The North Sea regulator said 17 oil companies, including Shell and BP, were granted licences in the Central North Sea, Northern North Sea and West of Shetland areas to “provide benefits to the local and wider economy”.
The latest licences, which follow an initial tranche of 27 licences offered in October last year, could begin producing oil and gas before the end of the decade, according to the North Sea Transition Authority.
The move has angered MPs and environmental campaigners who called the move “grossly irresponsible” and accused the government of overstating the economic benefits of the North Sea and sacrificing Britain’s climate leadership for “a pipe dream”.
Graham Stuart, the minister for energy security and net zero, was forced to defend the government’s decision to encourage more North Sea oil and gas drilling despite signing up to a pledge to phase out fossil fuels at the Cop28 UN climate talks in December. He told MPs on the environmental audit committee that the new licences would be “good news in our transition to net zero”.
“If we didn’t have new oil and gas licences we would import new [liquefied natural gas] from abroad which is four times as carbon intensive as the gas produced here. I accept it’s counterintuitive but it’s not a complex argument to see it’s the right thing to do,” Stuart said. “New oil and licences strengthen our ability to get to net zero, they strengthen and support our climate leadership.”
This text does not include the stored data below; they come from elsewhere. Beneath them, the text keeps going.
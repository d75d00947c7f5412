use crate::error::StoreError;
use async_trait::async_trait;
use duels_protocol::model::{Difficulty, Problem, TagId};
use rand::seq::IndexedRandom;
use std::{fs, path::Path};
use thiserror::Error;

/// Read-only problem lookup used when a duel starts.
#[async_trait]
pub trait ProblemCatalog: Send + Sync {
    async fn pick_problem(
        &self,
        difficulties: &[Difficulty],
        tags: &[TagId],
    ) -> Result<Option<Problem>, StoreError>;
}

#[derive(Debug, Error)]
pub enum CatalogError {
    #[error("failed to read catalog: {0}")]
    Io(#[from] std::io::Error),
    #[error("failed to parse catalog: {0}")]
    Parse(#[from] serde_json::Error),
    #[error("catalog contains no problems")]
    Empty,
}

#[derive(Debug, Clone)]
pub struct StaticCatalog {
    problems: Vec<Problem>,
}

impl StaticCatalog {
    pub fn new(problems: Vec<Problem>) -> Result<Self, CatalogError> {
        if problems.is_empty() {
            return Err(CatalogError::Empty);
        }
        Ok(Self { problems })
    }

    pub fn from_json_file(path: &Path) -> Result<Self, CatalogError> {
        let raw = fs::read_to_string(path)?;
        Self::new(serde_json::from_str(&raw)?)
    }

    pub fn builtin() -> Self {
        let problem = |id, slug: &str, name: &str, difficulty, tags: &[TagId]| Problem {
            id,
            slug: slug.to_string(),
            name: name.to_string(),
            difficulty,
            tags: tags.to_vec(),
        };

        Self {
            problems: vec![
                problem(1, "two-sum", "Two Sum", Difficulty::Easy, &[1, 2]),
                problem(
                    20,
                    "valid-parentheses",
                    "Valid Parentheses",
                    Difficulty::Easy,
                    &[3, 4],
                ),
                problem(
                    3,
                    "longest-substring-without-repeating-characters",
                    "Longest Substring Without Repeating Characters",
                    Difficulty::Medium,
                    &[2, 3, 5],
                ),
                problem(
                    200,
                    "number-of-islands",
                    "Number of Islands",
                    Difficulty::Medium,
                    &[1, 6, 7],
                ),
                problem(322, "coin-change", "Coin Change", Difficulty::Medium, &[1, 8]),
                problem(
                    4,
                    "median-of-two-sorted-arrays",
                    "Median of Two Sorted Arrays",
                    Difficulty::Hard,
                    &[1, 9],
                ),
                problem(
                    42,
                    "trapping-rain-water",
                    "Trapping Rain Water",
                    Difficulty::Hard,
                    &[1, 5, 8],
                ),
            ],
        }
    }

    fn candidates(&self, difficulties: &[Difficulty], tags: &[TagId]) -> Vec<&Problem> {
        let difficulty_ok =
            |problem: &Problem| difficulties.is_empty() || difficulties.contains(&problem.difficulty);
        let tags_ok = |problem: &Problem| {
            tags.is_empty() || problem.tags.iter().any(|tag| tags.contains(tag))
        };

        let strict: Vec<&Problem> = self
            .problems
            .iter()
            .filter(|problem| difficulty_ok(*problem) && tags_ok(*problem))
            .collect();
        if !strict.is_empty() {
            return strict;
        }

        let by_difficulty: Vec<&Problem> = self
            .problems
            .iter()
            .filter(|problem| difficulty_ok(*problem))
            .collect();
        if !by_difficulty.is_empty() {
            return by_difficulty;
        }

        self.problems.iter().collect()
    }

    fn pick(&self, difficulties: &[Difficulty], tags: &[TagId]) -> Option<Problem> {
        self.candidates(difficulties, tags)
            .choose(&mut rand::rng())
            .map(|problem| (*problem).clone())
    }
}

#[async_trait]
impl ProblemCatalog for StaticCatalog {
    async fn pick_problem(
        &self,
        difficulties: &[Difficulty],
        tags: &[TagId],
    ) -> Result<Option<Problem>, StoreError> {
        Ok(self.pick(difficulties, tags))
    }
}
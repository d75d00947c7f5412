use crate::{
    app_state::AppState,
    archive::SessionRecord,
    error::ServiceError,
    session_store::{Session, SessionId, SubmissionOutcome},
};
use duels_protocol::{
    events::{
        names, GameOverEvent, InvitationRequestEvent, OpponentSubmissionEvent, StartGameEvent,
        SubmissionRequest,
    },
    model::{Difficulty, TagId, UserId},
};
use std::sync::Arc;
use tokio::time;
use tracing::{debug, info, warn};

impl AppState {
    /// Picks a problem, creates the session and tells both players it started.
    pub async fn start_duel(
        &self,
        players: [UserId; 2],
        difficulties: &[Difficulty],
        tags: &[TagId],
        rated: bool,
    ) -> Result<Session, ServiceError> {
        let problem = self
            .services()
            .catalog
            .pick_problem(difficulties, tags)
            .await?
            .ok_or(ServiceError::NoProblemAvailable)?;

        let session = self
            .services()
            .sessions
            .start_session(players, problem, rated)
            .await?;

        for player in players {
            if let Err(err) = self.services().queue.leave_queue(player).await {
                warn!(user_id = player, err = %err, "queue.leave_failed");
            }
        }

        info!(
            session_id = %session.id,
            player_a = players[0],
            player_b = players[1],
            problem = %session.problem.slug,
            rated,
            "session.started"
        );

        for player in players {
            self.send_start_game(&session, player).await;
        }
        Ok(session)
    }

    async fn send_start_game(&self, session: &Session, player: UserId) -> bool {
        let Some(opponent_id) = session.opponent_of(player) else {
            return false;
        };

        self.notify(
            player,
            names::START_GAME,
            StartGameEvent {
                session_id: session.id,
                problem_url: session.problem.url(),
                problem: session.problem.clone(),
                opponent_id,
                rated: session.rated,
                start_time: session.start_time,
            },
        )
        .await
    }

    pub async fn submit(
        &self,
        user_id: UserId,
        request: SubmissionRequest,
    ) -> Result<SubmissionOutcome, ServiceError> {
        let session = self
            .services()
            .sessions
            .session_for_player(user_id)
            .await?
            .ok_or(ServiceError::NotInGame)?;

        let outcome = self
            .services()
            .sessions
            .add_submission(session.id, user_id, request)
            .await?;

        debug!(
            session_id = %session.id,
            user_id,
            submission_id = outcome.submission.id,
            status = ?outcome.submission.status,
            "session.submission"
        );

        if let Some(opponent_id) = outcome.session.opponent_of(user_id) {
            let event: OpponentSubmissionEvent = outcome.submission.clone();
            self.notify(opponent_id, names::OPPONENT_SUBMISSION, event).await;
        }

        if outcome.completed() {
            self.finish_session(&outcome.session).await;
        }
        Ok(outcome)
    }

    /// Archives a terminal session and sends `game_over` to both players.
    pub async fn finish_session(&self, session: &Session) {
        info!(
            session_id = %session.id,
            status = ?session.status,
            winner = ?session.winner,
            duration_secs = session.duration_secs(),
            submissions_a = session.submissions_for(session.players[0]).count(),
            submissions_b = session.submissions_for(session.players[1]).count(),
            "session.finished"
        );

        if let Err(err) = self
            .services()
            .archive
            .archive(SessionRecord::from(session))
            .await
        {
            warn!(session_id = %session.id, err = %err, "session.archive_failed");
        }

        for player in session.players {
            self.notify(
                player,
                names::GAME_OVER,
                GameOverEvent {
                    session_id: session.id,
                    winner_id: session.winner,
                    status: session.status,
                    duration: session.duration_secs(),
                },
            )
            .await;
        }
    }

    /// Cancels the session unless the player reconnects within the grace period.
    pub fn schedule_abandon_check(self: &Arc<Self>, user_id: UserId, session_id: SessionId) {
        let state = Arc::clone(self);
        let mut shutdown = self.shutdown_signal();
        let grace = self.config().reconnect_grace();
        debug!(
            user_id,
            %session_id,
            grace_secs = grace.as_secs(),
            "session.abandon_check_scheduled"
        );

        tokio::spawn(async move {
            tokio::select! {
                _ = shutdown.changed() => return,
                _ = time::sleep(grace) => {}
            }
            state.cancel_if_abandoned(user_id, session_id).await;
        });
    }

    pub async fn cancel_if_abandoned(&self, user_id: UserId, session_id: SessionId) -> bool {
        match self.services().presence.is_online(user_id).await {
            Ok(true) => {
                debug!(user_id, %session_id, "session.player_returned");
                return false;
            }
            Ok(false) => {}
            Err(err) => {
                warn!(user_id, %session_id, err = %err, "session.abandon_check_failed");
                return false;
            }
        }

        match self.services().sessions.cancel_session(session_id).await {
            Ok(session) => {
                info!(user_id, %session_id, "session.abandoned");
                self.finish_session(&session).await;
                true
            }
            Err(ServiceError::SessionCompleted | ServiceError::SessionNotFound) => false,
            Err(err) => {
                warn!(user_id, %session_id, err = %err, "session.cancel_failed");
                false
            }
        }
    }

    /// Replays pending invitations and the live duel to a freshly connected user.
    pub async fn resume_user(&self, user_id: UserId) {
        match self.services().invites.pending_invites(user_id).await {
            Ok(invites) => {
                for invite in invites {
                    self.notify(
                        user_id,
                        names::INVITATION_REQUEST,
                        InvitationRequestEvent {
                            inviter_id: invite.inviter_id,
                            match_details: invite.match_details,
                            created_at: invite.created_at,
                        },
                    )
                    .await;
                }
            }
            Err(err) => warn!(user_id, err = %err, "invite.replay_failed"),
        }

        match self.services().sessions.session_for_player(user_id).await {
            Ok(Some(session)) if session.is_live() => {
                info!(user_id, session_id = %session.id, "session.resumed");
                self.send_start_game(&session, user_id).await;
            }
            Ok(_) => {}
            Err(err) => warn!(user_id, err = %err, "session.lookup_failed"),
        }
    }
}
The government has come under fierce criticism for its stated policy to extract as much oil and gas as possible from the North Sea after leading climate experts warned that fossil fuel production must end if global governments hope to curb the rise in global heating.
Philip Evans, a campaigner at Greenpeace UK, said: “The government knows that the fossil fuel industry is driving the climate crisis, but instead of cracking down on oil and gas giants like Shell, they’re greenlighting a new drilling frenzy in the North Sea.”
Critics have pointed out that the policy, which will raise billions for the Treasury in the short-term, will do little to secure Britain’s energy supplies or lower energy bills because the new licences will mostly produce oil which the UK typically exports to refineries in Europe.
Tessa Khan, the executive director of Uplift, which campaigns against fossil fuels, said: “This government is selling us a pipe dream. These new licences will do vanishingly little for the UK’s energy security and nothing to lower energy bills. In the last 13 years the government has issued hundreds of new licences, which have produced a grand total of 16 days’ worth of extra gas. And in the past decade the number of jobs supported by the oil and gas industry has more than halved.”
The industry’s trade group, Offshore Energies UK, said the new licensing rounds would help to provide an orderly transition for the industry, which continues to support about 120,000 jobs.
David Whitehouse, the chief executive of Offshore Energies UK, said: “We have over 280 oil and gas fields but by the end of the decade 180 of them will have stopped producing. We need the churn of licences for an orderly transition that supports jobs and communities across the country and meets our energy needs.”
Khan said: “What workers and the public urgently need is a government that has a coherent transition plan so workers don’t get left behind, and a laser-like focus on bringing down people’s energy bills.”
Bob Ward, the policy and communications director at the Grantham Research Institute on Climate Change and the Environment at the London School of Economics, said: “This is grossly irresponsible and undermines the best interests of the UK. The licences will not reduce energy bills or make us more energy secure. But they will further destroy the UK’s international reputation on climate change.
“This announcement will, however, undermine the confidence of investors in alternatives to fossil fuels and reduce our competitiveness in the new sustainable industries. This also suggests that the UK government did not act in good faith when it signed up to the collective decision at the Cop28 United Nations climate change summit in Dubai in November to accelerate the transition away from fossil fuels.”